### Problem to work on:
Would you give the number of lines in the entries that contain the word "PartialEq"? Nothing else is needed.

Entries taken from a collection
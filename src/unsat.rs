use crate::config::PoolingParameters;
use crate::error::Result;
use crate::sample::{BatchId, SampleRecord};
use csv::WriterBuilder;
use std::collections::BTreeSet;
use std::io::Write;

/// A sample that did not qualify for pooling.
#[derive(Debug, Clone, PartialEq)]
pub struct UnsatRecord {
    pub sample: SampleRecord,
    pub source_batch: BatchId,
}

/// Non-eligible samples of every batch, controls dropped. Batches are taken in
/// the order given; well order within a batch is preserved.
pub fn collect_unsat<'a, I>(rejected_by_batch: I, params: &PoolingParameters) -> Vec<UnsatRecord>
where
    I: IntoIterator<Item = (BatchId, &'a [SampleRecord])>,
{
    rejected_by_batch
        .into_iter()
        .flat_map(|(batch, samples)| {
            samples
                .iter()
                .filter(|s| !params.is_control(&s.sample_name))
                .map(move |s| UnsatRecord {
                    sample: s.clone(),
                    source_batch: batch,
                })
        })
        .collect()
}

/// Detector columns of the report: the required detectors plus every detector
/// read in the run, sorted. The layout does not depend on which samples failed.
pub fn unsat_detectors<'a, I>(samples: I, params: &PoolingParameters) -> Vec<String>
where
    I: IntoIterator<Item = &'a SampleRecord>,
{
    let mut detectors: BTreeSet<String> = params.required_detectors.iter().cloned().collect();
    for sample in samples {
        detectors.extend(sample.detector_values.keys().cloned());
    }
    detectors.into_iter().collect()
}

/// Writes `Position, Well, Sample Name, <detectors…>, SourceBatch`.
pub fn write_unsat_csv<W: Write>(
    records: &[UnsatRecord],
    detectors: &[String],
    writer: W,
) -> Result<()> {
    let mut wtr = WriterBuilder::new().from_writer(writer);
    let mut header = vec!["Position", "Well", "Sample Name"];
    header.extend(detectors.iter().map(String::as_str));
    header.push("SourceBatch");
    wtr.write_record(&header)?;

    for record in records {
        let sample = &record.sample;
        let mut row = vec![
            sample.position.to_string(),
            sample.well.to_string(),
            sample.sample_name.clone(),
        ];
        row.extend(detectors.iter().map(|d| {
            sample
                .ct(d)
                .map(|ct| ct.to_string())
                .unwrap_or_default()
        }));
        row.push(record.source_batch.to_string());
        wtr.write_record(&row)?;
    }
    wtr.flush()?;
    Ok(())
}

#[cfg(test)]
mod tests {
    use super::*;
    use crate::sample::{CtValue, Well};
    use std::collections::BTreeMap;

    fn sample(batch_id: BatchId, position: u32, name: &str) -> SampleRecord {
        let mut detector_values = BTreeMap::new();
        detector_values.insert("N gene".to_string(), CtValue::Detected(33.5));
        detector_values.insert("ORF1ab".to_string(), CtValue::Undetermined);
        SampleRecord {
            batch_id,
            position,
            well: Well { row: 'A', column: position },
            sample_name: name.to_string(),
            detector_values,
        }
    }

    #[test]
    fn test_controls_dropped_and_order_kept() {
        let params = PoolingParameters::default();
        let a = vec![sample(10023, 1, "PC"), sample(10023, 2, "S2"), sample(10023, 5, "S5")];
        let b = vec![sample(10024, 1, "S1"), sample(10024, 2, "NC")];
        let unsat = collect_unsat([(10023, a.as_slice()), (10024, b.as_slice())], &params);
        let got: Vec<(BatchId, &str)> = unsat
            .iter()
            .map(|r| (r.source_batch, r.sample.sample_name.as_str()))
            .collect();
        assert_eq!(got, vec![(10023, "S2"), (10023, "S5"), (10024, "S1")]);
    }

    #[test]
    fn test_unsat_csv() {
        let records = vec![UnsatRecord {
            sample: sample(10023, 3, "S3"),
            source_batch: 10023,
        }];
        let params = PoolingParameters::default();
        let detectors = unsat_detectors(records.iter().map(|r| &r.sample), &params);
        let mut out = vec![];
        write_unsat_csv(&records, &detectors, &mut out).unwrap();
        let text = String::from_utf8(out).unwrap();
        assert_eq!(
            text,
            "Position,Well,Sample Name,N gene,ORF1ab,SourceBatch\n3,A3,S3,33.5,Undetermined,10023\n"
        );
    }

    #[test]
    fn test_empty_report_keeps_detector_columns() {
        let params = PoolingParameters::default();
        let passed = [sample(10023, 1, "S1")];
        let detectors = unsat_detectors(passed.iter(), &params);
        assert_eq!(detectors, vec!["N gene".to_string(), "ORF1ab".to_string()]);
        let mut out = vec![];
        write_unsat_csv(&[], &detectors, &mut out).unwrap();
        assert_eq!(
            String::from_utf8(out).unwrap(),
            "Position,Well,Sample Name,N gene,ORF1ab,SourceBatch\n"
        );
        let none = unsat_detectors(std::iter::empty(), &params);
        assert_eq!(none, vec!["N gene".to_string(), "ORF1ab".to_string()]);
    }
}
use crate::error::{ErrorCode, PoolingError, Result};
use serde::{Deserialize, Serialize};
use serde_json::Value;

#[derive(Debug, Clone, PartialEq, Serialize, Deserialize)]
#[serde(default)]
pub struct PoolingParameters {
    /// Detector rows reported per physical well in an instrument export.
    pub num_detectors: usize,
    pub ct_cutoff: f64,
    /// Detectors that must all be detected below `ct_cutoff`.
    pub required_detectors: Vec<String>,
    pub control_names: Vec<String>,
    pub transfer_volume_ul: u32,
    /// First usable destination slot; slots below are reserved.
    pub slot_low: u32,
    /// Last usable destination slot; slots above are reserved.
    pub slot_high: u32,
    pub plate_prefix: String,
    pub first_plate_number: u32,
    pub destination_label: String,
    pub source_label_prefix: String,
    pub pcr_file_prefix: String,
}

impl Default for PoolingParameters {
    fn default() -> Self {
        Self {
            num_detectors: 4,
            ct_cutoff: 30.0,
            required_detectors: vec!["N gene".to_string(), "ORF1ab".to_string()],
            control_names: vec!["NC".to_string(), "PC".to_string()],
            transfer_volume_ul: 50,
            slot_low: 2,
            slot_high: 95,
            plate_prefix: "COVSEQ_".to_string(),
            first_plate_number: 1,
            destination_label: "Destination".to_string(),
            source_label_prefix: "Source".to_string(),
            pcr_file_prefix: "nCoV".to_string(),
        }
    }
}

impl PoolingParameters {
    pub fn capacity(&self) -> u32 {
        self.slot_high.saturating_sub(self.slot_low) + 1
    }

    pub fn is_control(&self, sample_name: &str) -> bool {
        self.control_names.iter().any(|c| c == sample_name)
    }

    pub fn validate(&self) -> Result<()> {
        if self.num_detectors == 0 {
            return Err(PoolingError::parameter("num_detectors must be >= 1"));
        }
        if !self.ct_cutoff.is_finite() || self.ct_cutoff <= 0.0 {
            return Err(PoolingError::parameter(format!(
                "ct_cutoff must be a positive number, got {}",
                self.ct_cutoff
            )));
        }
        if self.required_detectors.is_empty() {
            return Err(PoolingError::parameter(
                "required_detectors must name at least one detector",
            ));
        }
        if self.required_detectors.len() > self.num_detectors {
            return Err(PoolingError::parameter(format!(
                "{} required detectors but only {} detectors per well",
                self.required_detectors.len(),
                self.num_detectors
            )));
        }
        if self.slot_low == 0 || self.slot_high < self.slot_low {
            return Err(PoolingError::parameter(format!(
                "usable slot range {}..={} is empty or starts at 0",
                self.slot_low, self.slot_high
            )));
        }
        if self.plate_prefix.is_empty() {
            return Err(PoolingError::parameter("plate_prefix must not be empty"));
        }
        if self.plate_prefix.ends_with(|c: char| c.is_ascii_digit()) {
            return Err(PoolingError::parameter(
                "plate_prefix must not end in a digit",
            ));
        }
        Ok(())
    }

    pub fn load_from_path(path: &str) -> Result<Self> {
        let text = std::fs::read_to_string(path).map_err(|e| {
            PoolingError::io(format!("Could not read parameter file '{path}': {e}"))
        })?;
        let params: Self = serde_json::from_str(&text).map_err(|e| {
            PoolingError::parameter(format!("Could not parse parameter JSON '{path}': {e}"))
        })?;
        params.validate()?;
        Ok(params)
    }

    /// Overrides a single option by name.
    pub fn set_parameter(&mut self, name: &str, value: &Value) -> Result<()> {
        let mut next = self.clone();
        match name {
            "num_detectors" => next.num_detectors = positive_u64(name, value)? as usize,
            "ct_cutoff" => {
                next.ct_cutoff = value.as_f64().ok_or_else(|| {
                    PoolingError::parameter("ct_cutoff requires a number")
                })?
            }
            "required_detectors" => next.required_detectors = string_list(name, value)?,
            "control_names" => next.control_names = string_list(name, value)?,
            "transfer_volume_ul" => next.transfer_volume_ul = narrow(name, value)?,
            "slot_low" => next.slot_low = narrow(name, value)?,
            "slot_high" => next.slot_high = narrow(name, value)?,
            "plate_prefix" => next.plate_prefix = string(name, value)?,
            "first_plate_number" => next.first_plate_number = narrow(name, value)?,
            "destination_label" => next.destination_label = string(name, value)?,
            "source_label_prefix" => next.source_label_prefix = string(name, value)?,
            "pcr_file_prefix" => next.pcr_file_prefix = string(name, value)?,
            _ => {
                return Err(PoolingError::new(
                    ErrorCode::InvalidParameter,
                    format!("Unknown parameter '{name}'"),
                ));
            }
        }
        next.validate()?;
        *self = next;
        Ok(())
    }
}

fn positive_u64(name: &str, value: &Value) -> Result<u64> {
    match value.as_u64() {
        Some(v) if v > 0 => Ok(v),
        _ => Err(PoolingError::parameter(format!(
            "{name} requires a positive integer"
        ))),
    }
}

fn narrow(name: &str, value: &Value) -> Result<u32> {
    u32::try_from(positive_u64(name, value)?)
        .map_err(|_| PoolingError::parameter(format!("{name} is out of range")))
}

fn string(name: &str, value: &Value) -> Result<String> {
    value
        .as_str()
        .map(str::to_string)
        .ok_or_else(|| PoolingError::parameter(format!("{name} requires a string")))
}

fn string_list(name: &str, value: &Value) -> Result<Vec<String>> {
    value
        .as_array()
        .and_then(|items| {
            items
                .iter()
                .map(|v| v.as_str().map(str::to_string))
                .collect::<Option<Vec<_>>>()
        })
        .ok_or_else(|| PoolingError::parameter(format!("{name} requires an array of strings")))
}

#[cfg(test)]
mod tests {
    use super::*;
    use serde_json::json;

    #[test]
    fn test_default_capacity() {
        let params = PoolingParameters::default();
        assert_eq!(params.capacity(), 94);
        assert!(params.validate().is_ok());
        assert!(params.is_control("NC"));
        assert!(!params.is_control("12345"));
    }

    #[test]
    fn test_set_parameter() {
        let mut params = PoolingParameters::default();
        params.set_parameter("ct_cutoff", &json!(35.5)).unwrap();
        params
            .set_parameter("required_detectors", &json!(["N gene"]))
            .unwrap();
        assert_eq!(params.ct_cutoff, 35.5);
        assert_eq!(params.required_detectors, vec!["N gene".to_string()]);
    }

    #[test]
    fn test_set_parameter_rejects_unknown_and_invalid() {
        let mut params = PoolingParameters::default();
        let err = params.set_parameter("wells", &json!(96)).unwrap_err();
        assert_eq!(err.code, ErrorCode::InvalidParameter);
        assert!(params.set_parameter("slot_high", &json!(1)).is_err());
        assert_eq!(params.slot_high, 95);
        assert!(params.set_parameter("ct_cutoff", &json!("thirty")).is_err());
    }

    #[test]
    fn test_partial_json_uses_defaults() {
        let params: PoolingParameters = serde_json::from_str(r#"{"ct_cutoff": 28}"#).unwrap();
        assert_eq!(params.ct_cutoff, 28.0);
        assert_eq!(params.slot_low, 2);
        assert_eq!(params.transfer_volume_ul, 50);
    }
}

### Task response:
2